_Data records:_
□ □ □
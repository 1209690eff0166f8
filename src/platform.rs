//! Per-platform constants: URL shapes and meta tag mapping tables.
//!
//! Both providers run the same pipeline; everything that differs between
//! Deezer and Spotify pages lives here.

use std::fmt;
use std::str::FromStr;

/// Which attribute of a `<meta>` tag a rule matches on.
#[derive(Debug, Clone, Copy, PartialEq, Eq)]
pub enum TagAttr {
    Property,
    Name,
}

/// The record field a rule writes to.
#[derive(Debug, Clone, Copy, PartialEq, Eq)]
pub enum TagField {
    ArtworkUrl,
    /// Integer milliseconds; non-numeric content fails the lookup
    Duration,
    Genre,
    Album,
    Title,
    /// Inline artist name
    Artist,
    /// Artist page URL that is fetched to read its `og:title`
    ArtistLink,
    ReleaseDate,
    Description,
}

/// One row of a mapping table.
#[derive(Debug, Clone, Copy, PartialEq, Eq)]
pub struct TagRule {
    pub attr: TagAttr,
    pub key: &'static str,
    pub field: TagField,
    /// Only fill the field if no other rule has set it
    pub fallback: bool,
}

impl TagRule {
    pub const fn property(key: &'static str, field: TagField) -> Self {
        Self {
            attr: TagAttr::Property,
            key,
            field,
            fallback: false,
        }
    }

    pub const fn name(key: &'static str, field: TagField) -> Self {
        Self {
            attr: TagAttr::Name,
            key,
            field,
            fallback: false,
        }
    }

    pub const fn as_fallback(mut self) -> Self {
        self.fallback = true;
        self
    }
}

const DEEZER_SONG_RULES: &[TagRule] = &[
    TagRule::property("og:image", TagField::ArtworkUrl),
    TagRule::property("music:duration", TagField::Duration),
    TagRule::name("music:genre", TagField::Genre),
    TagRule::property("music:album:url", TagField::Album),
    TagRule::property("music:musician", TagField::ArtistLink),
    TagRule::name("music:release_date", TagField::ReleaseDate),
    TagRule::property("og:title", TagField::Title).as_fallback(),
];

const DEEZER_ALBUM_RULES: &[TagRule] = &[
    TagRule::property("og:image", TagField::ArtworkUrl),
    TagRule::property("og:title", TagField::Title),
    TagRule::property("music:musician", TagField::ArtistLink),
    TagRule::name("music:musician", TagField::ArtistLink),
    TagRule::property("og:description", TagField::Description),
    TagRule::name("music:release_date", TagField::ReleaseDate),
];

const SPOTIFY_SONG_RULES: &[TagRule] = &[
    TagRule::property("og:image", TagField::ArtworkUrl),
    TagRule::name("music:duration", TagField::Duration),
    TagRule::name("music:genre", TagField::Genre),
    TagRule::name("music:album", TagField::Album),
    TagRule::name("music:song", TagField::Title),
    TagRule::name("music:musician_description", TagField::Artist),
    TagRule::name("music:release_date", TagField::ReleaseDate),
    TagRule::property("og:title", TagField::Title).as_fallback(),
];

const SPOTIFY_ALBUM_RULES: &[TagRule] = &[
    TagRule::property("og:image", TagField::ArtworkUrl),
    TagRule::property("og:title", TagField::Title),
    TagRule::name("music:musician", TagField::ArtistLink),
    TagRule::property("og:description", TagField::Description),
    TagRule::name("music:release_date", TagField::ReleaseDate),
];

/// Where an embedded page-state JSON blob keeps the physical release date.
#[derive(Debug, Clone, Copy, PartialEq, Eq)]
pub struct PageState {
    /// Text identifying the `<script>` that assigns the state object
    pub marker: &'static str,
    /// JSON pointer to the release date inside the state object
    pub release_date_pointer: &'static str,
}

/// A supported streaming platform.
#[derive(Debug, Clone, Copy, PartialEq, Eq, Hash)]
pub enum Platform {
    Deezer,
    Spotify,
}

impl Platform {
    pub const ALL: [Platform; 2] = [Platform::Deezer, Platform::Spotify];

    /// Substring that marks an input as a URL of this platform.
    pub fn domain_marker(self) -> &'static str {
        match self {
            Platform::Deezer => "deezer.com",
            Platform::Spotify => "open.spotify.com",
        }
    }

    /// Pattern capturing `<type>` and `<id>` from a query-less page URL.
    pub fn url_pattern(self) -> &'static str {
        match self {
            Platform::Deezer => r"https://www\.deezer\.com/(?P<type>[^/]*)/(?P<id>[^?]*)",
            Platform::Spotify => r"https://open\.spotify\.com/(?P<type>[^/]*)/(?P<id>[^?]*)",
        }
    }

    pub fn song_url(self, id: &str) -> String {
        match self {
            Platform::Deezer => format!("https://www.deezer.com/en/track/{id}"),
            Platform::Spotify => format!("https://open.spotify.com/track/{id}"),
        }
    }

    pub fn album_url(self, id: &str) -> String {
        match self {
            Platform::Deezer => format!("https://www.deezer.com/en/album/{id}"),
            Platform::Spotify => format!("https://open.spotify.com/album/{id}"),
        }
    }

    pub fn song_rules(self) -> &'static [TagRule] {
        match self {
            Platform::Deezer => DEEZER_SONG_RULES,
            Platform::Spotify => SPOTIFY_SONG_RULES,
        }
    }

    pub fn album_rules(self) -> &'static [TagRule] {
        match self {
            Platform::Deezer => DEEZER_ALBUM_RULES,
            Platform::Spotify => SPOTIFY_ALBUM_RULES,
        }
    }

    /// Embedded state used by the experimental release date backfill.
    pub fn page_state(self) -> Option<PageState> {
        match self {
            Platform::Deezer => Some(PageState {
                marker: "window.__DZR_APP_STATE__",
                release_date_pointer: "/DATA/PHYSICAL_RELEASE_DATE",
            }),
            Platform::Spotify => None,
        }
    }

    /// Guess the platform from an input URL.
    pub fn detect(input: &str) -> Option<Platform> {
        Self::ALL
            .into_iter()
            .find(|platform| input.contains(platform.domain_marker()))
    }
}

impl fmt::Display for Platform {
    fn fmt(&self, f: &mut fmt::Formatter<'_>) -> fmt::Result {
        match self {
            Platform::Deezer => write!(f, "deezer"),
            Platform::Spotify => write!(f, "spotify"),
        }
    }
}

impl FromStr for Platform {
    type Err = String;

    fn from_str(s: &str) -> Result<Self, Self::Err> {
        match s.to_ascii_lowercase().as_str() {
            "deezer" => Ok(Platform::Deezer),
            "spotify" => Ok(Platform::Spotify),
            other => Err(format!("unknown platform '{other}'")),
        }
    }
}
□ □ □
_What you are asked to do:_
Wherever a line above contains the string "struct", copy that line.

_Problem solution:_
pub struct TagRule {
pub struct PageState {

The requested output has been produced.